A. Unmount the EBS volume, take a snapshot and encrypt the snapshot. Re-mount the Amazon EBS volume.
B. It is not possible to encrypt an EBS volume, you must use a lifecycle policy to transfer data to S3 for encryption.
C. Copy the unencrypted snapshot and check the box to encrypt the new snapshot. Volumes restored from this encrypted snapshot will also be encrypted.
D. Create and mount a new, encrypted Amazon EBS volume. Move the data to the new volume. Delete the old Amazon EBS volume.

Correct Answer: CD

Explanation:

Explanation:
These steps are given in the AWS documentation
To migrate data between encrypted and unencrypted volumes
1) Create your destination volume (encrypted or unencrypted, depending on your need).
2) Attach the destination volume to the instance that hosts the data to migrate.
3) Make the destination volume available by following the procedures in Making an Amazon EBS Volume Available for Use. For Linux instances, you can create a mount point at /mnt/destination and mount the destination volume there.
4) Copy the data from your source directory to the destination volume.
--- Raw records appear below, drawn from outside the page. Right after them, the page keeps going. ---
#[cfg(test)]
mod tests {
    use super::*;

    fn badge_options(name: &str) -> BadgeOptions {
        BadgeOptions {
            name: Some(name.to_string()),
            link_url: Some("https://example.com/%{project_path}".to_string()),
            image_url: Some("https://example.com/badge.svg".to_string()),
        }
    }

    #[test]
    fn test_badge_lifecycle() {
        let api = MockApi::new();
        let badge = api.create_project_badge("42", &badge_options("ci")).unwrap();
        assert_eq!(badge.rendered_link_url, "https://example.com/42");

        let edited = api
            .edit_project_badge(
                "42",
                badge.id,
                &BadgeOptions {
                    name: Some("coverage".to_string()),
                    ..Default::default()
                },
            )
            .unwrap();
        assert_eq!(edited.name, "coverage");
        assert_eq!(edited.link_url, badge.link_url);

        api.delete_project_badge("42", badge.id).unwrap();
        assert!(api.get_project_badge("42", badge.id).unwrap_err().is_not_found());
        assert!(api.delete_project_badge("42", badge.id).unwrap_err().is_not_found());
    }

    #[test]
    fn test_badge_validation() {
        let api = MockApi::new();
        let err = api
            .create_project_badge("42", &BadgeOptions::default())
            .unwrap_err();
        assert_eq!(err.status(), Some(400));
    }

    #[test]
    fn test_member_conflict_and_unknown_user() {
        let api = MockApi::new();
        api.add_user(7, "jdoe", "Jane Doe");
        let options = MemberOptions {
            user_id: Some(7),
            access_level: 30,
            expires_at: None,
        };
        api.add_group_member("12", &options).unwrap();
        assert_eq!(api.add_group_member("12", &options).unwrap_err().status(), Some(409));

        let missing = MemberOptions {
            user_id: Some(8),
            ..options
        };
        assert!(api.add_group_member("12", &missing).unwrap_err().is_not_found());
    }

    #[test]
    fn test_member_expiry_kept_unless_cleared() {
        let api = MockApi::new();
        api.add_user(7, "jdoe", "Jane Doe");
        api.add_group_member(
            "12",
            &MemberOptions {
                user_id: Some(7),
                access_level: 30,
                expires_at: Some("2030-01-01".to_string()),
            },
        )
        .unwrap();

        let mut edit = MemberOptions {
            user_id: None,
            access_level: 40,
            expires_at: None,
        };
        let member = api.edit_group_member("12", 7, &edit).unwrap();
        assert_eq!(member.expires_at.as_deref(), Some("2030-01-01"));

        edit.expires_at = Some(String::new());
        let member = api.edit_group_member("12", 7, &edit).unwrap();
        assert_eq!(member.expires_at, None);
    }

    #[test]
    fn test_protect_branch_describes_rules() {
        let api = MockApi::new();
        api.add_user(7, "jdoe", "Jane Doe");
        let branch = api
            .protect_branch(
                "42",
                &ProtectBranchOptions {
                    name: "main".to_string(),
                    push_access_level: Some(30),
                    allowed_to_push: vec![AllowedTo::user(7)],
                    ..Default::default()
                },
            )
            .unwrap();

        assert_eq!(branch.push_access_levels.len(), 2);
        assert_eq!(
            branch.push_access_levels[0].access_level_description,
            "Developers + Maintainers"
        );
        assert_eq!(branch.push_access_levels[1].access_level_description, "Jane Doe");
        assert_eq!(branch.merge_access_levels[0].access_level, 40);

        let err = api
            .protect_branch(
                "42",
                &ProtectBranchOptions {
                    name: "main".to_string(),
                    ..Default::default()
                },
            )
            .unwrap_err();
        assert_eq!(err.status(), Some(409));
    }

    #[test]
    fn test_update_protected_branch_rules() {
        let api = MockApi::new();
        let branch = api
            .protect_branch(
                "42",
                &ProtectBranchOptions {
                    name: "main".to_string(),
                    ..Default::default()
                },
            )
            .unwrap();
        let old = branch.push_access_levels[0].id;

        let updated = api
            .update_protected_branch(
                "42",
                "main",
                &UpdateProtectedBranchOptions {
                    allow_force_push: Some(true),
                    allowed_to_push: vec![AllowedTo::remove(old), AllowedTo::level(0)],
                    ..Default::default()
                },
            )
            .unwrap();
        assert!(updated.allow_force_push);
        assert_eq!(updated.push_access_levels.len(), 1);
        assert_eq!(updated.push_access_levels[0].access_level, 0);
    }

    #[test]
    fn test_release_links_paginate_in_creation_order() {
        let api = MockApi::new();
        api.create_release(
            "42",
            &ReleaseOptions {
                tag_name: "v1.0.0".to_string(),
                ..Default::default()
            },
        )
        .unwrap();
        for i in 0..5 {
            api.create_release_link(
                "42",
                "v1.0.0",
                &ReleaseLinkOptions {
                    name: Some(format!("asset-{i}")),
                    url: Some(format!("https://example.com/{i}")),
                    ..Default::default()
                },
            )
            .unwrap();
        }

        let first = api
            .list_release_links("42", "v1.0.0", &ListOptions::new(1, 2))
            .unwrap();
        assert_eq!(first.items.len(), 2);
        assert_eq!(first.next, Some(Cursor::Page(2)));
        let last = api
            .list_release_links("42", "v1.0.0", &ListOptions::new(3, 2))
            .unwrap();
        assert_eq!(last.items[0].name, "asset-4");
        assert_eq!(last.next, None);
        assert_eq!(api.list_calls("release_links"), 2);
    }

    #[test]
    fn test_stale_reads_after_mutation() {
        let api = MockApi::new();
        api.set_stale_reads(2);
        let badge = api.create_project_badge("42", &badge_options("ci")).unwrap();

        assert!(api.get_project_badge("42", badge.id).is_err());
        assert!(api.get_project_badge("42", badge.id).is_err());
        assert!(api.get_project_badge("42", badge.id).is_ok());
    }

    #[test]
    fn test_variables_scoped_by_environment() {
        let api = MockApi::new();
        for scope in ["*", "production"] {
            api.create_group_variable(
                "12",
                &VariableOptions {
                    key: Some("TOKEN".to_string()),
                    value: Some(format!("value-{scope}")),
                    environment_scope: Some(scope.to_string()),
                    ..Default::default()
                },
            )
            .unwrap();
        }
        let prod = api.get_group_variable("12", "TOKEN", "production").unwrap();
        assert_eq!(prod.value, "value-production");

        api.remove_group_variable("12", "TOKEN", "*").unwrap();
        assert!(api.get_group_variable("12", "TOKEN", "*").unwrap_err().is_not_found());
        assert!(api.get_group_variable("12", "TOKEN", "production").is_ok());
    }

    #[test]
    fn test_current_user_unauthenticated() {
        let api = MockApi::new();
        assert_eq!(api.current_user().unwrap_err().status(), Some(401));
    }
}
It may be most convenient to use a bulk-copy utility for this.
To encrypt a volume’s data by means of snapshot copying
1) Create a snapshot of your unencrypted CBS volume. This snapshot is also unencrypted.
2) Copy the snapshot while applying encryption parameters. The resulting target snapshot is encrypted.
3) Restore the encrypted snapshot to a new volume, which is also encrypted.